Он сел в кресло и пробежал глазами первую страницу одной из тетрадей. Задумался, вновь вернулся к началу и… уже не мог остановиться, пока не дочитал все, до последней строчки. Это оказалась та самая неизвестная повесть Лермонтова «Штосс». Затем он открыл вторую тетрадь. Интересно, похоже, дневник самого Белова. Сосницкий начал читать.
– Ай да Белов! Снимаю шляпу!
Сосницкий в волнении заходил по комнате. В это время в дверь постучали. Кто так поздно? Сосницкий распахнул дверь.
– А, это ты? Заходи, забавные у меня новости!
Порыв ветра внезапно погасил огонь в лампе…
На следующий день газеты вышли с заголовками «Убит русский офицер, руководивший помощью беженцам из России!», «Кровавый след большевиков в Сербии!», «Месть красных боевому офицеру!»
Сыщики дело закрыли быстро. Из квартиры убитого ничего не пропало. Обществу русских эмигрантов были переданы его вещи. Среди них корнет Ковалевский нашел тетрадь. Полистал и понял, что это дневник погибшего еще в германскую Белова. Забрал дневник себе как память о боевом товарище.
Писатель Андрей Самарин давно и безуспешно обдумывал идею новой книги. После выхода его последнего детективного романа прошел год. «Горел» договор с издательством, аванс был давно потрачен, его литературный агент звонил каждый день и грозил самыми страшными карами.
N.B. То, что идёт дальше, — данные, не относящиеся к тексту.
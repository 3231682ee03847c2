//! Menu photo collection before submission.

use std::{
    fs,
    io::Cursor,
    path::{Path, PathBuf},
};

use base64::{engine::general_purpose::STANDARD, Engine as _};
use chrono::{DateTime, Utc};
use image::{
    metadata::Orientation, DynamicImage, GenericImageView, ImageDecoder, ImageError, ImageFormat,
    ImageReader, ImageResult,
};
use shared::{domain::ImageId, protocol::ImagePayload};
use thiserror::Error;
use tracing::{debug, info};

/// Media types the bundled decoder understands; anything else is sent untouched.
const DECODABLE_MEDIA_TYPES: &[&str] = &["image/jpeg", "image/png", "image/webp"];

#[derive(Debug, Error)]
pub enum CaptureError {
    #[error("failed to read image '{path}': {source}")]
    Read {
        path: PathBuf,
        source: std::io::Error,
    },
    #[error("'{label}' is not an image (media type {media_type})")]
    NotAnImage { label: String, media_type: String },
    #[error("image '{label}' is empty")]
    Empty { label: String },
    #[error("failed to decode image '{label}': {source}")]
    Decode {
        label: String,
        source: image::ImageError,
    },
    #[error("failed to re-encode image '{label}': {source}")]
    Encode {
        label: String,
        source: image::ImageError,
    },
}

#[derive(Debug, Clone, Copy, PartialEq, Eq)]
pub struct CaptureOptions {
    /// Longest edge in pixels before a photo is downscaled; `0` disables resizing.
    pub max_edge: u32,
}

impl Default for CaptureOptions {
    fn default() -> Self {
        Self { max_edge: 2048 }
    }
}

#[derive(Debug, Clone, PartialEq, Eq)]
pub struct CapturedImage {
    pub id: ImageId,
    pub payload: ImagePayload,
    /// Where the photo came from, shown next to it in the capture list.
    pub preview: String,
    pub encoded_bytes: usize,
    pub captured_at: DateTime<Utc>,
}

#[derive(Debug, Clone, Default)]
pub struct ImageCapture {
    images: Vec<CapturedImage>,
    next_id: i64,
    options: CaptureOptions,
}

impl ImageCapture {
    pub fn new(options: CaptureOptions) -> Self {
        Self {
            images: Vec::new(),
            next_id: 0,
            options,
        }
    }

    /// Media type comes from the extension, or from the file's content when the
    /// extension is missing or not an image type.
    pub fn add_file(&mut self, path: &Path) -> Result<ImageId, CaptureError> {
        let label = path.display().to_string();
        let bytes = fs::read(path).map_err(|source| CaptureError::Read {
            path: path.to_path_buf(),
            source,
        })?;
        let guessed = mime_guess::from_path(path)
            .first_raw()
            .filter(|media_type| media_type.starts_with("image/"));
        let media_type = match guessed {
            Some(media_type) => media_type,
            None => match image::guess_format(&bytes) {
                Ok(format) => format.to_mime_type(),
                Err(_) => {
                    return Err(CaptureError::NotAnImage {
                        label,
                        media_type: mime_guess::from_path(path)
                            .first_raw()
                            .unwrap_or("application/octet-stream")
                            .to_string(),
                    })
                }
            },
        };
        self.add_bytes(bytes, media_type, label)
    }

    pub fn add_bytes(
        &mut self,
        bytes: Vec<u8>,
        media_type: &str,
        preview: impl Into<String>,
    ) -> Result<ImageId, CaptureError> {
        let preview = preview.into();
        let media_type = media_type.trim().to_ascii_lowercase();
        if !media_type.starts_with("image/") {
            return Err(CaptureError::NotAnImage {
                label: preview,
                media_type,
            });
        }
        if bytes.is_empty() {
            return Err(CaptureError::Empty { label: preview });
        }

        let (bytes, media_type) =
            normalize_image(bytes, media_type, self.options.max_edge, &preview)?;

        self.next_id += 1;
        let id = ImageId(self.next_id);
        info!(
            image_id = id.0,
            media_type = %media_type,
            bytes = bytes.len(),
            preview = %preview,
            "capture: image added"
        );
        self.images.push(CapturedImage {
            id,
            payload: ImagePayload {
                media_type,
                data_b64: STANDARD.encode(&bytes),
            },
            preview,
            encoded_bytes: bytes.len(),
            captured_at: Utc::now(),
        });
        Ok(id)
    }

    pub fn remove(&mut self, id: ImageId) -> Option<CapturedImage> {
        let index = self.images.iter().position(|image| image.id == id)?;
        debug!(image_id = id.0, "capture: image removed");
        Some(self.images.remove(index))
    }

    pub fn clear(&mut self) {
        self.images.clear();
    }

    pub fn images(&self) -> &[CapturedImage] {
        &self.images
    }

    pub fn is_empty(&self) -> bool {
        self.images.is_empty()
    }

    /// Payloads in capture order, i.e. menu page order.
    pub fn payloads(&self) -> Vec<ImagePayload> {
        self.images
            .iter()
            .map(|image| image.payload.clone())
            .collect()
    }
}

/// Downscales oversized photos and re-encodes them as JPEG.
fn normalize_image(
    bytes: Vec<u8>,
    media_type: String,
    max_edge: u32,
    label: &str,
) -> Result<(Vec<u8>, String), CaptureError> {
    if max_edge == 0 || !DECODABLE_MEDIA_TYPES.contains(&media_type.as_str()) {
        return Ok((bytes, media_type));
    }

    let decoded = decode_upright(&bytes).map_err(|source| CaptureError::Decode {
        label: label.to_string(),
        source,
    })?;
    let (orig_w, orig_h) = decoded.dimensions();
    let longest = orig_w.max(orig_h);
    if longest <= max_edge {
        return Ok((bytes, media_type));
    }

    let scale = max_edge as f32 / longest as f32;
    let resized = decoded.resize(
        ((orig_w as f32 * scale).round() as u32).max(1),
        ((orig_h as f32 * scale).round() as u32).max(1),
        image::imageops::FilterType::Triangle,
    );
    let rgb = DynamicImage::ImageRgb8(resized.to_rgb8());
    let mut out = Cursor::new(Vec::new());
    rgb.write_to(&mut out, ImageFormat::Jpeg)
        .map_err(|source| CaptureError::Encode {
            label: label.to_string(),
            source,
        })?;
    debug!(
        from_w = orig_w,
        from_h = orig_h,
        to_w = rgb.width(),
        to_h = rgb.height(),
        "capture: downscaled oversized photo"
    );
    Ok((out.into_inner(), "image/jpeg".to_string()))
}

/// Decodes and applies the EXIF orientation, since the JPEG we re-encode carries no EXIF.
fn decode_upright(bytes: &[u8]) -> ImageResult<DynamicImage> {
    let mut decoder = ImageReader::new(Cursor::new(bytes))
        .with_guessed_format()
        .map_err(ImageError::IoError)?
        .into_decoder()?;
    let orientation = decoder.orientation().unwrap_or(Orientation::NoTransforms);
    let mut decoded = DynamicImage::from_decoder(decoder)?;
    decoded.apply_orientation(orientation);
    Ok(decoded)
}

#[cfg(test)]
#[path = "tests/capture_tests.rs"]
mod tests;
Самарин глядел в потолок, словно трещины в побелке могли указать ему тот единственный путь, по которому, как по рельсам, покатится сюжет. Он подходил к окну, смотрел во двор, словно в танце веток деревьев, трепещущих на майском ветру, мог увидеть ту сюжетную линию, которая бы поразила воображение его издателей. Он листал ленты социальных сетей, словно в снимках многочисленных котиков и постах о кулинарных изысках надеялся уловить неясную, невидимую нить стройного захватывающего повествования. Все без толку. Угрожающе, как акула к выпавшему за борт неудачнику, к нему приближался дедлайн – последний срок сдачи рукописи в издательство.
Самарин открыл на первой странице чистую тетрадь. Он привык писать в тетрадях от руки, каждый новый роман – новая тетрадь. Даже ритуал такой завел: шел в магазин канцелярии, тщательно выбирал общую тетрадь в девяносто шесть листов, конечно, в клеточку. И писал мелким, но очень четким почерком, как бисер нанизывая его на строчки. Откуда пошла такая привычка, Самарин не помнил. Возможно, его первая профессия историка-палеографа сыграла здесь свою роль. Он любил архивные документы, старые тетради в коленкоровых переплетах, мог сидеть над ними часами, разбирая летящий почерк Лермонтова или запутанные черновики Достоевского.